CALIFORNIA, United States, Monday August 28, 2017 – The party drug ecstasy could very well get the nod to be used to treat post-traumatic stress disorder (PTSD).
This after the US Food and Drug Administration (FDA) designated the drug, methylenedioxymethamphetamine (MDMA), a “breakthrough therapy” which may lead to faster approval. The FDA also approved the design of two Multidisciplinary Association for Psychedelic Studies (MAPS)-funded trials for patients with severe PTSD.
“By granting Breakthrough Therapy Designation, the FDA has agreed that this treatment may have a meaningful advantage and greater compliance over available medications for PTSD,” the non-profit MAPS said in announcing the FDA’s decision.
PTSD symptoms are triggered by sounds or smells that cause sufferers’ memories to come flooding back. MDMA is thought to dampen this response and allow people to overcome their trauma.
“This is not a big scientific step,” David Nutt, a neuropsychopharmacologist at Imperial College London, was quoted by Science magazine as saying. “It’s been obvious for 40 years that these drugs are medicines. But it’s a huge step in acceptance.”
A small U.S. study that first suggested MDMA could help treat PTSD was published in 2011. Since then, researchers in Canada, Israel, and the United States have jointly carried out larger phase II trials funded by MAPS. Their results, which remain unpublished but have been reviewed by the FDA, were very good, says MAPS Executive Director Rick Doblin.
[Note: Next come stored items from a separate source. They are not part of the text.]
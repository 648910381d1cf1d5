//! Manifest fixtures for tests.
//!
//! [`ManifestFixture`] owns a temporary directory holding a manifest, an
//! optional metrics configuration and userdata scripts, so tests can drive
//! the loader and the full pipeline against real files.

use std::fs;
use std::path::{Path, PathBuf};

use tempfile::TempDir;

/// A manifest with two stacks: `artd` (single region, fully specified) and
/// `batch` (spot instances, two regions, inherits the global userdata).
pub const SAMPLE_MANIFEST: &str = r#"
name: hello
userdata:
  type: local
  path: scripts/userdata.sh
tags:
  - project=hello
  - repo=hello-deploy
stacks:
  - stack: artd
    account: dev
    env: dev
    replacement_type: BlueGreen
    iam_instance_profile: app-hello-profile
    ansible_tags: all
    ebs_optimized: true
    polling_interval: 90s
    block_devices:
      - device_name: /dev/xvda
        volume_size: 100
        volume_type: gp2
      - device_name: /dev/xvdb
        volume_size: 500
        volume_type: st1
    capacity:
      min: 1
      max: 2
      desired: 1
    autoscaling:
      - name: scale_out
        adjustment_type: ChangeInCapacity
        scaling_adjustment: 1
        cooldown: 60
      - name: scale_in
        adjustment_type: ChangeInCapacity
        scaling_adjustment: -1
        cooldown: 180
    alarms:
      - name: scale_out_on_util
        namespace: AWS/EC2
        metric: CPUUtilization
        statistic: Average
        comparison: GreaterThanOrEqualToThreshold
        threshold: 50
        period: 120
        evaluation_periods: 2
        alarm_actions:
          - scale_out
    lifecycle_hooks:
      launch_transition:
        - lifecycle_hook_name: hello-launch-hook
          default_result: CONTINUE
          heartbeat_timeout: 30
          notification_target_arn: arn:aws:sns:ap-northeast-2:123456789012:hello
          role_arn: arn:aws:iam::123456789012:role/hello-hook
    regions:
      - region: ap-northeast-2
        instance_type: t3.medium
        ssh_key: hello-key
        ami_id: ami-01288945bd24ed49a
        use_public_subnets: true
        vpc: vpc-artd_apnortheast2
        security_groups:
          - hello-artd_apnortheast2
        healthcheck_target_group: hello-artdapne2-ext
        target_groups:
          - hello-artdapne2-ext
        availability_zones:
          - ap-northeast-2a
          - ap-northeast-2c

  - stack: batch
    account: prod
    env: prod
    replacement_type: BlueGreen
    iam_instance_profile: app-batch-profile
    instance_market_options:
      market_type: spot
      spot_options:
        block_duration_minutes: 180
        instance_interruption_behavior: terminate
        max_price: "0.2"
        spot_instance_type: one-time
    capacity:
      min: 2
      max: 4
      desired: 2
    regions:
      - region: ap-northeast-2
        instance_type: c5.large
        ami_id: ami-0a1b2c3d4e5f60718
      - region: us-east-1
        instance_type: c5.large
        ami_id: ami-0f9e8d7c6b5a40312
"#;

/// A metrics configuration that satisfies validation.
pub const SAMPLE_METRIC_CONFIG: &str = r#"
enabled: true
region: ap-northeast-2
storage:
  type: dynamodb
  name: deployer-metrics
"#;

/// Userdata script referenced by [`SAMPLE_MANIFEST`].
pub const SAMPLE_USERDATA: &str = "#!/bin/bash\necho 'hello'\n";

/// A temporary working directory populated with deployment files.
pub struct ManifestFixture {
    dir: TempDir,
}

impl ManifestFixture {
    /// Creates an empty fixture directory.
    ///
    /// # Panics
    /// Panics if the temporary directory cannot be created.
    pub fn new() -> Self {
        let dir = TempDir::new()
            .unwrap_or_else(|e| panic!("ManifestFixture: failed to create temp dir: {e}"));
        Self { dir }
    }

    /// Creates a fixture with [`SAMPLE_MANIFEST`], [`SAMPLE_METRIC_CONFIG`]
    /// and the userdata script the manifest references.
    ///
    /// The manifest's userdata path is rewritten to the script's absolute
    /// location so the fixture works from any working directory.
    pub fn sample() -> Self {
        let fixture = Self::new().with_file("scripts/userdata.sh", SAMPLE_USERDATA);
        let userdata = fixture.join("scripts/userdata.sh");
        let manifest = SAMPLE_MANIFEST.replace(
            "path: scripts/userdata.sh",
            &format!("path: '{}'", userdata.display()),
        );
        fixture
            .with_manifest(&manifest)
            .with_metric_config(SAMPLE_METRIC_CONFIG)
    }

    /// Writes `manifest.yaml`.
    pub fn with_manifest(self, content: &str) -> Self {
        self.with_file("manifest.yaml", content)
    }

    /// Writes `metrics.yaml`.
    pub fn with_metric_config(self, content: &str) -> Self {
        self.with_file("metrics.yaml", content)
    }

    /// Writes an arbitrary file relative to the fixture root.
    ///
    /// # Panics
    /// Panics if the file cannot be written.
    pub fn with_file(self, relative: &str, content: &str) -> Self {
        let path = self.dir.path().join(relative);
        if let Some(parent) = path.parent() {
            fs::create_dir_all(parent)
                .unwrap_or_else(|e| panic!("ManifestFixture: failed to create {parent:?}: {e}"));
        }
        fs::write(&path, content)
            .unwrap_or_else(|e| panic!("ManifestFixture: failed to write {path:?}: {e}"));
        self
    }

    /// Root of the fixture directory.
    pub fn path(&self) -> &Path {
        self.dir.path()
    }

    /// Absolute path of a file inside the fixture.
    pub fn join(&self, relative: &str) -> PathBuf {
        self.dir.path().join(relative)
    }

    pub fn manifest_path(&self) -> PathBuf {
        self.join("manifest.yaml")
    }

    pub fn metric_config_path(&self) -> PathBuf {
        self.join("metrics.yaml")
    }
}

impl Default for ManifestFixture {
    fn default() -> Self {
        Self::new()
    }
}
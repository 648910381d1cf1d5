//! Userdata script resolution
//!
//! A stack's userdata comes either from a local file, which is read and
//! base64-encoded here, or from object storage, which is only referenced;
//! fetching remote objects is left to whatever consumes the configuration.

use std::fmt;

use base64::Engine as _;
use base64::engine::general_purpose::STANDARD;
use deployer_fs::{NormalizedPath, io};
use deployer_meta::UserdataSpec;
use serde::Serialize;

use crate::{Error, Result};

/// `type` value selecting object storage
pub const S3_USERDATA_TYPE: &str = "s3";

/// Where a userdata script is read from
#[derive(Debug, Clone, Copy, PartialEq, Eq, Serialize)]
#[serde(rename_all = "lowercase")]
pub enum UserdataKind {
    Local,
    S3,
}

impl UserdataKind {
    /// `s3` selects object storage; anything else is a local file.
    pub fn from_type(kind: Option<&str>) -> Self {
        match kind {
            Some(S3_USERDATA_TYPE) => Self::S3,
            _ => Self::Local,
        }
    }
}

impl fmt::Display for UserdataKind {
    fn fmt(&self, f: &mut fmt::Formatter<'_>) -> fmt::Result {
        match self {
            Self::Local => write!(f, "local"),
            Self::S3 => write!(f, "s3"),
        }
    }
}

/// Userdata ready to hand to a launch template
#[derive(Debug, Clone, PartialEq, Eq, Serialize)]
#[serde(tag = "source", rename_all = "snake_case")]
pub enum ResolvedUserdata {
    /// Script content, base64-encoded with the standard alphabet
    Encoded { content: String },
    /// An object-storage location to be fetched by the consumer
    ObjectReference { path: String },
}

/// A source of userdata scripts.
pub trait UserdataProvider {
    fn kind(&self) -> UserdataKind;

    /// Path or object key the script is read from
    fn path(&self) -> &str;

    fn provide(&self) -> Result<ResolvedUserdata>;
}

/// Reads a script from the local filesystem
#[derive(Debug, Clone, PartialEq, Eq)]
pub struct LocalProvider {
    path: String,
}

impl LocalProvider {
    pub fn new(path: impl Into<String>) -> Self {
        Self { path: path.into() }
    }
}

impl UserdataProvider for LocalProvider {
    fn kind(&self) -> UserdataKind {
        UserdataKind::Local
    }

    fn path(&self) -> &str {
        &self.path
    }

    fn provide(&self) -> Result<ResolvedUserdata> {
        if self.path.is_empty() {
            return Err(Error::UserdataPathMissing);
        }

        let path = NormalizedPath::new(&self.path);
        if !path.is_file() {
            return Err(Error::UserdataNotFound {
                path: path.to_native(),
            });
        }

        let script = io::read_bytes(&path)?;
        tracing::debug!(%path, bytes = script.len(), "Read userdata script");
        Ok(ResolvedUserdata::Encoded {
            content: STANDARD.encode(script),
        })
    }
}

/// References a script stored in S3
#[derive(Debug, Clone, PartialEq, Eq)]
pub struct S3Provider {
    path: String,
}

impl S3Provider {
    pub fn new(path: impl Into<String>) -> Self {
        Self { path: path.into() }
    }
}

impl UserdataProvider for S3Provider {
    fn kind(&self) -> UserdataKind {
        UserdataKind::S3
    }

    fn path(&self) -> &str {
        &self.path
    }

    fn provide(&self) -> Result<ResolvedUserdata> {
        Ok(ResolvedUserdata::ObjectReference {
            path: self.path.clone(),
        })
    }
}

/// Pick the provider for a stack.
///
/// The stack's own spec wins; each unset field (`type` and `path`
/// independently) falls back to the manifest default.
pub fn select_provider(
    stack: Option<&UserdataSpec>,
    default: &UserdataSpec,
) -> Box<dyn UserdataProvider> {
    let spec = stack.cloned().unwrap_or_default().or_default_from(default);
    let path = spec.path.unwrap_or_default();

    match UserdataKind::from_type(spec.kind.as_deref()) {
        UserdataKind::S3 => Box::new(S3Provider::new(path)),
        UserdataKind::Local => Box::new(LocalProvider::new(path)),
    }
}
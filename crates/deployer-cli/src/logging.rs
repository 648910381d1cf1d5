//! Tracing subscriber setup for the binary

use tracing_subscriber::{EnvFilter, fmt, prelude::*};

use crate::error::{CliError, Result};

/// Install a compact stderr subscriber.
///
/// `--verbose` forces `debug`. Otherwise `RUST_LOG` wins when set, and
/// `level` is used as the fallback directive.
pub fn init(level: &str, verbose: bool) -> Result<()> {
    let filter = if verbose {
        EnvFilter::try_new("debug")
    } else {
        EnvFilter::try_from_default_env().or_else(|_| EnvFilter::try_new(level))
    }
    .map_err(|e| CliError::user(format!("invalid log level '{level}': {e}")))?;

    let fmt_layer = fmt::layer()
        .with_writer(std::io::stderr)
        .with_target(verbose)
        .with_level(true)
        .compact();

    tracing_subscriber::registry()
        .with(filter)
        .with(fmt_layer)
        .try_init()
        .map_err(|e| CliError::user(format!("failed to initialise logging: {e}")))?;

    tracing::debug!(level, verbose, "Logging initialised");
    Ok(())
}
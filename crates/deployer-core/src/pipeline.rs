//! Load, resolve and validate a deployment in one pass
//!
//! Every failure is returned to the caller; nothing here terminates the
//! process.

use deployer_fs::NormalizedPath;
use deployer_meta::ManifestLoader;
use serde::Serialize;

use crate::config::{ResolvedConfiguration, Resolver, RunConfig};
use crate::userdata::{ResolvedUserdata, select_provider};
use crate::validate::{ValidationError, ValidationWarning, Validator};
use crate::Result;

/// A configuration that passed validation, ready for deployment
#[derive(Debug, Clone, PartialEq, Serialize)]
pub struct PreparedDeployment {
    pub config: ResolvedConfiguration,
    pub warnings: Vec<ValidationWarning>,
    /// Userdata of the active stack
    pub userdata: ResolvedUserdata,
}

/// Prepare a deployment from command-line values.
///
/// Loads the manifest, checks the command-line rules, loads the metrics
/// configuration when metrics are enabled, resolves, validates, and
/// resolves the active stack's userdata.
pub fn prepare(run: RunConfig) -> Result<PreparedDeployment> {
    let loader = ManifestLoader::new();
    let validator = Validator::new();

    let (global, stacks) = loader.load(&NormalizedPath::new(&run.manifest))?;

    // Command-line rules come before any metrics parse error
    validator.validate_run(&run)?;

    let metrics = if run.disable_metrics {
        None
    } else {
        loader.load_metric_config(&NormalizedPath::new(&run.metrics_config))?
    };

    let config = Resolver::new()
        .resolve(run, global, stacks)
        .with_metric_config(metrics.unwrap_or_default());

    let warnings = validator.validate(&config)?;

    let stack = config
        .active_stack()
        .ok_or_else(|| ValidationError::StackNotFound {
            stack: config.run.stack.clone(),
        })?;
    let provider = select_provider(stack.userdata.as_ref(), &config.global.userdata);
    tracing::debug!(kind = %provider.kind(), path = provider.path(), "Resolving userdata");
    let userdata = provider.provide()?;

    tracing::info!(
        stack = %stack.stack,
        env = config.env(),
        regions = stack.regions.len(),
        warnings = warnings.len(),
        "Deployment configuration is valid"
    );

    Ok(PreparedDeployment {
        config,
        warnings,
        userdata,
    })
}
//! Scoped read operations
//!
//! Every read opens, consumes and closes the file before returning, so no
//! handle outlives the call.

use std::fs;

use crate::{Error, NormalizedPath, Result};

/// Read text content from a regular file.
pub fn read_text(path: &NormalizedPath) -> Result<String> {
    let native_path = require_file(path)?;
    fs::read_to_string(&native_path).map_err(|e| Error::io(&native_path, e))
}

/// Read raw bytes from a regular file.
pub fn read_bytes(path: &NormalizedPath) -> Result<Vec<u8>> {
    let native_path = require_file(path)?;
    fs::read(&native_path).map_err(|e| Error::io(&native_path, e))
}

fn require_file(path: &NormalizedPath) -> Result<std::path::PathBuf> {
    let native_path = path.to_native();
    if native_path.is_dir() {
        return Err(Error::NotAFile { path: native_path });
    }
    Ok(native_path)
}
//! Invariant violations reported by the validator

use std::path::PathBuf;
use std::time::Duration;

use deployer_meta::duration;

fn human(d: &Duration) -> String {
    duration::format(*d)
}

/// The first invariant a resolved configuration violates.
#[derive(Debug, Clone, PartialEq, Eq, thiserror::Error)]
pub enum ValidationError {
    #[error("you should choose at least one stack")]
    StackNotSelected,

    #[error("one ami id cannot be used in different regions: {ami}")]
    AmiRequiresRegion { ami: String },

    #[error("no metrics configuration file exists at {path}")]
    MetricsConfigMissing { path: PathBuf },

    #[error("you cannot specify the release-notes and release-notes-base64 at the same time")]
    ConflictingReleaseNotes,

    #[error("stack '{stack}' does not exist in the manifest")]
    StackNotFound { stack: String },

    #[error("autoscaling policy doesn't have a name")]
    UnnamedScalingPolicy,

    #[error("no scaling policy exists for action '{action}' of alarm '{alarm}'")]
    UnknownAlarmAction { alarm: String, action: String },

    #[error("no valid market type: {market_type}")]
    InvalidMarketType { market_type: String },

    #[error("block_duration_minutes should be one of [ 60, 120, 180, 240, 300, 360 ], got {minutes}")]
    InvalidBlockDuration { minutes: u32 },

    #[error("persistent spot instance type is not allowed with terminate interruption behavior")]
    PersistentSpotWithTerminate,

    #[error("name of device is required")]
    MissingDeviceName,

    #[error("not available volume type for {device}: {volume_type}")]
    UnsupportedVolumeType { device: String, volume_type: String },

    #[error("volume size of st1 type should be at least 500GiB, {device} has {size}GiB")]
    St1VolumeTooSmall { device: String, size: u32 },

    #[error("device names are duplicated: {device}")]
    DuplicateDeviceName { device: String },

    #[error("role_arn is needed if `notification_target_arn` is not empty: {hook}")]
    MissingHookRoleArn { hook: String },

    #[error("notification_target_arn is needed if `role_arn` is not empty: {hook}")]
    MissingHookTargetArn { hook: String },

    #[error("you have to specify at least one ami id for region {region}")]
    MissingAmi { region: String },

    #[error("you have to specify the instance type for region {region}")]
    MissingInstanceType { region: String },

    #[error("you can only set spot_instance_pools with lowest-price spot_allocation_strategy, got {strategy}")]
    SpotPoolsRequireLowestPrice { strategy: String },

    #[error("you have to set at least one instance type to use in override")]
    MissingOverrideInstanceTypes,

    #[error("you do not specify the region for metrics")]
    MissingMetricsRegion,

    #[error("you do not specify the name of storage for metrics")]
    MissingMetricsStorage,

    #[error("polling interval cannot be smaller than {}", human(.minimum))]
    PollingIntervalTooShort { interval: Duration, minimum: Duration },

    #[error(
        "polling interval {} should be lower than the timeout {}",
        human(.interval),
        human(.timeout)
    )]
    PollingIntervalNotBelowTimeout { interval: Duration, timeout: Duration },
}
For instance, 107 trial participants had PTSD for an average of 17.8 years, of which 90 were available to be studied 12 months later. Of these 90, 61 no longer had PTSD at the end of the studies.
The biggest hurdle now is raising the approximately US$25 million for the two phase III trials, which together will include between 200 and 300 participants. So far MAPS has raised only US$12.75 million.